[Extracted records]
=== Begin Enclosure ===

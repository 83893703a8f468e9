//! Unified error types for the thermal controller core.
//!
//! A single `Error` enum that every subsystem converts into, keeping the
//! bootstrap layer's handling uniform.  The leaf enums double as the
//! source of failed-acknowledgment codes: admission errors map to `1xx`,
//! execution errors to `2xx`.

use core::fmt;

use crate::app::commands::CommandName;
use crate::config::ConfigError;
use crate::fsm::SummaryState;

// ---------------------------------------------------------------------------
// Top-level error
// ---------------------------------------------------------------------------

/// Every fallible operation in the controller funnels into this type.
#[derive(Debug, Clone, PartialEq, Eq)]
pub enum Error {
    /// The FPGA interface failed.
    Hardware(HardwareError),
    /// An inbound request was rejected before reaching the queue.
    Admission(AdmissionError),
    /// A queued command failed while executing.
    Execution(ExecutionError),
    /// Configuration is invalid or could not be loaded.
    Config(ConfigError),
    /// A worker thread could not be spawned.
    Spawn(&'static str),
    /// A worker thread terminated by panicking.
    ThreadPanicked(&'static str),
}

impl fmt::Display for Error {
    fn fmt(&self, f: &mut fmt::Formatter<'_>) -> fmt::Result {
        match self {
            Self::Hardware(e) => write!(f, "hardware: {e}"),
            Self::Admission(e) => write!(f, "admission: {e}"),
            Self::Execution(e) => write!(f, "execution: {e}"),
            Self::Config(e) => write!(f, "config: {e}"),
            Self::Spawn(name) => write!(f, "failed to spawn thread {name}"),
            Self::ThreadPanicked(name) => write!(f, "thread {name} panicked"),
        }
    }
}

impl std::error::Error for Error {}

// ---------------------------------------------------------------------------
// Hardware errors
// ---------------------------------------------------------------------------

#[derive(Debug, Clone, Copy, PartialEq, Eq)]
pub enum HardwareError {
    /// The FPGA session is not open.
    NotOpen,
    /// A FIFO operation did not complete within its timeout.
    Timeout,
    /// Writing the command or request FIFO failed.
    FifoWrite,
    /// Reading the response FIFO failed.
    FifoRead,
    /// An ILC response did not match the request it answers.
    BadResponse,
    /// A frame would exceed the FIFO buffer capacity.
    FrameOverflow,
    /// Initialization or bitfile load failed.
    Init(&'static str),
}

impl fmt::Display for HardwareError {
    fn fmt(&self, f: &mut fmt::Formatter<'_>) -> fmt::Result {
        match self {
            Self::NotOpen => write!(f, "FPGA not open"),
            Self::Timeout => write!(f, "FIFO timeout"),
            Self::FifoWrite => write!(f, "FIFO write failed"),
            Self::FifoRead => write!(f, "FIFO read failed"),
            Self::BadResponse => write!(f, "unexpected ILC response"),
            Self::FrameOverflow => write!(f, "frame exceeds FIFO buffer"),
            Self::Init(msg) => write!(f, "init: {msg}"),
        }
    }
}

impl std::error::Error for HardwareError {}

impl From<HardwareError> for Error {
    fn from(e: HardwareError) -> Self {
        Self::Hardware(e)
    }
}

// ---------------------------------------------------------------------------
// Admission errors
// ---------------------------------------------------------------------------

/// Rejections raised before a command may occupy a queue slot.
#[derive(Debug, Clone, PartialEq, Eq)]
pub enum AdmissionError {
    /// The command name is not part of the registry.
    UnknownCommand(String),
    /// The request parameters could not be decoded.
    Decode(String),
    /// `start` was requested without a settings selection.
    MissingSettings,
}

impl AdmissionError {
    /// Domain code carried in the failed acknowledgment.
    pub fn code(&self) -> i32 {
        match self {
            Self::UnknownCommand(_) => 101,
            Self::Decode(_) => 102,
            Self::MissingSettings => 103,
        }
    }
}

impl fmt::Display for AdmissionError {
    fn fmt(&self, f: &mut fmt::Formatter<'_>) -> fmt::Result {
        match self {
            Self::UnknownCommand(name) => write!(f, "unknown command '{name}'"),
            Self::Decode(msg) => write!(f, "cannot decode parameters: {msg}"),
            Self::MissingSettings => write!(f, "settingsToApply must not be empty"),
        }
    }
}

impl std::error::Error for AdmissionError {}

impl From<AdmissionError> for Error {
    fn from(e: AdmissionError) -> Self {
        Self::Admission(e)
    }
}

// ---------------------------------------------------------------------------
// Execution errors
// ---------------------------------------------------------------------------

/// Failures detected while a command runs on the controller thread.
#[derive(Debug, Clone, Copy, PartialEq, Eq)]
pub enum ExecutionError {
    /// Hardware I/O failed mid-command.
    Hardware(HardwareError),
    /// The command is not accepted in the state current at execution time.
    NotAllowed {
        command: CommandName,
        state: SummaryState,
    },
    /// The command was dropped before it produced a result.
    Abandoned,
    /// Execution panicked; the controller isolated it.
    Panicked,
}

impl ExecutionError {
    /// Domain code carried in the failed acknowledgment.
    pub fn code(&self) -> i32 {
        match self {
            Self::Hardware(_) => 201,
            Self::NotAllowed { .. } => 202,
            Self::Abandoned => 203,
            Self::Panicked => 204,
        }
    }
}

impl fmt::Display for ExecutionError {
    fn fmt(&self, f: &mut fmt::Formatter<'_>) -> fmt::Result {
        match self {
            Self::Hardware(e) => write!(f, "hardware: {e}"),
            Self::NotAllowed { command, state } => {
                write!(f, "{command} not allowed in {state} state")
            }
            Self::Abandoned => write!(f, "command abandoned before completion"),
            Self::Panicked => write!(f, "command panicked during execution"),
        }
    }
}

impl std::error::Error for ExecutionError {}

impl From<HardwareError> for ExecutionError {
    fn from(e: HardwareError) -> Self {
        Self::Hardware(e)
    }
}

impl From<ExecutionError> for Error {
    fn from(e: ExecutionError) -> Self {
        Self::Execution(e)
    }
}

impl From<ConfigError> for Error {
    fn from(e: ConfigError) -> Self {
        Self::Config(e)
    }
}

// ---------------------------------------------------------------------------
// Convenience Result alias
// ---------------------------------------------------------------------------

/// Crate-wide `Result` alias.
pub type Result<T> = core::result::Result<T, Error>;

=== End Enclosure ===

_Required action_
Without altering a single word, transcribe the entries above.

_Response_
repository 83893703a8f468e9
//! Unified error types for the thermal controller core.
//!
//! A single `Error` enum that every subsystem converts into, keeping the
//! bootstrap layer's handling uniform.  The leaf enums double as the
//! source of failed-acknowledgment codes: admission errors map to `1xx`,
//! execution errors to `2xx`.

use core::fmt;

use crate::app::commands::CommandName;
use crate::config::ConfigError;
use crate::fsm::SummaryState;

// ---------------------------------------------------------------------------
// Top-level error
// ---------------------------------------------------------------------------

/// Every fallible operation in the controller funnels into this type.
#[derive(Debug, Clone, PartialEq, Eq)]
pub enum Error {
    /// The FPGA interface failed.
    Hardware(HardwareError),
    /// An inbound request was rejected before reaching the queue.
    Admission(AdmissionError),
    /// A queued command failed while executing.
    Execution(ExecutionError),
    /// Configuration is invalid or could not be loaded.
    Config(ConfigError),
    /// A worker thread could not be spawned.
    Spawn(&'static str),
    /// A worker thread terminated by panicking.
    ThreadPanicked(&'static str),
}

impl fmt::Display for Error {
    fn fmt(&self, f: &mut fmt::Formatter<'_>) -> fmt::Result {
        match self {
            Self::Hardware(e) => write!(f, "hardware: {e}"),
            Self::Admission(e) => write!(f, "admission: {e}"),
            Self::Execution(e) => write!(f, "execution: {e}"),
            Self::Config(e) => write!(f, "config: {e}"),
            Self::Spawn(name) => write!(f, "failed to spawn thread {name}"),
            Self::ThreadPanicked(name) => write!(f, "thread {name} panicked"),
        }
    }
}

impl std::error::Error for Error {}

// ---------------------------------------------------------------------------
// Hardware errors
// ---------------------------------------------------------------------------

#[derive(Debug, Clone, Copy, PartialEq, Eq)]
pub enum HardwareError {
    /// The FPGA session is not open.
    NotOpen,
    /// A FIFO operation did not complete within its timeout.
    Timeout,
    /// Writing the command or request FIFO failed.
    FifoWrite,
    /// Reading the response FIFO failed.
    FifoRead,
    /// An ILC response did not match the request it answers.
    BadResponse,
    /// A frame would exceed the FIFO buffer capacity.
    FrameOverflow,
    /// Initialization or bitfile load failed.
    Init(&'static str),
}

impl fmt::Display for HardwareError {
    fn fmt(&self, f: &mut fmt::Formatter<'_>) -> fmt::Result {
        match self {
            Self::NotOpen => write!(f, "FPGA not open"),
            Self::Timeout => write!(f, "FIFO timeout"),
            Self::FifoWrite => write!(f, "FIFO write failed"),
            Self::FifoRead => write!(f, "FIFO read failed"),
            Self::BadResponse => write!(f, "unexpected ILC response"),
            Self::FrameOverflow => write!(f, "frame exceeds FIFO buffer"),
            Self::Init(msg) => write!(f, "init: {msg}"),
        }
    }
}

impl std::error::Error for HardwareError {}

impl From<HardwareError> for Error {
    fn from(e: HardwareError) -> Self {
        Self::Hardware(e)
    }
}

// ---------------------------------------------------------------------------
// Admission errors
// ---------------------------------------------------------------------------

/// Rejections raised before a command may occupy a queue slot.
#[derive(Debug, Clone, PartialEq, Eq)]
pub enum AdmissionError {
    /// The command name is not part of the registry.
    UnknownCommand(String),
    /// The request parameters could not be decoded.
    Decode(String),
    /// `start` was requested without a settings selection.
    MissingSettings,
}

impl AdmissionError {
    /// Domain code carried in the failed acknowledgment.
    pub fn code(&self) -> i32 {
        match self {
            Self::UnknownCommand(_) => 101,
            Self::Decode(_) => 102,
            Self::MissingSettings => 103,
        }
    }
}

impl fmt::Display for AdmissionError {
    fn fmt(&self, f: &mut fmt::Formatter<'_>) -> fmt::Result {
        match self {
            Self::UnknownCommand(name) => write!(f, "unknown command '{name}'"),
            Self::Decode(msg) => write!(f, "cannot decode parameters: {msg}"),
            Self::MissingSettings => write!(f, "settingsToApply must not be empty"),
        }
    }
}

impl std::error::Error for AdmissionError {}

impl From<AdmissionError> for Error {
    fn from(e: AdmissionError) -> Self {
        Self::Admission(e)
    }
}

// ---------------------------------------------------------------------------
// Execution errors
// ---------------------------------------------------------------------------

/// Failures detected while a command runs on the controller thread.
#[derive(Debug, Clone, Copy, PartialEq, Eq)]
pub enum ExecutionError {
    /// Hardware I/O failed mid-command.
    Hardware(HardwareError),
    /// The command is not accepted in the state current at execution time.
    NotAllowed {
        command: CommandName,
        state: SummaryState,
    },
    /// The command was dropped before it produced a result.
    Abandoned,
    /// Execution panicked; the controller isolated it.
    Panicked,
}

impl ExecutionError {
    /// Domain code carried in the failed acknowledgment.
    pub fn code(&self) -> i32 {
        match self {
            Self::Hardware(_) => 201,
            Self::NotAllowed { .. } => 202,
            Self::Abandoned => 203,
            Self::Panicked => 204,
        }
    }
}

impl fmt::Display for ExecutionError {
    fn fmt(&self, f: &mut fmt::Formatter<'_>) -> fmt::Result {
        match self {
            Self::Hardware(e) => write!(f, "hardware: {e}"),
            Self::NotAllowed { command, state } => {
                write!(f, "{command} not allowed in {state} state")
            }
            Self::Abandoned => write!(f, "command abandoned before completion"),
            Self::Panicked => write!(f, "command panicked during execution"),
        }
    }
}

impl std::error::Error for ExecutionError {}

impl From<HardwareError> for ExecutionError {
    fn from(e: HardwareError) -> Self {
        Self::Hardware(e)
    }
}

impl From<ExecutionError> for Error {
    fn from(e: ExecutionError) -> Self {
        Self::Execution(e)
    }
}

impl From<ConfigError> for Error {
    fn from(e: ConfigError) -> Self {
        Self::Config(e)
    }
}

// ---------------------------------------------------------------------------
// Convenience Result alias
// ---------------------------------------------------------------------------

/// Crate-wide `Result` alias.
pub type Result<T> = core::result::Result<T, Error>;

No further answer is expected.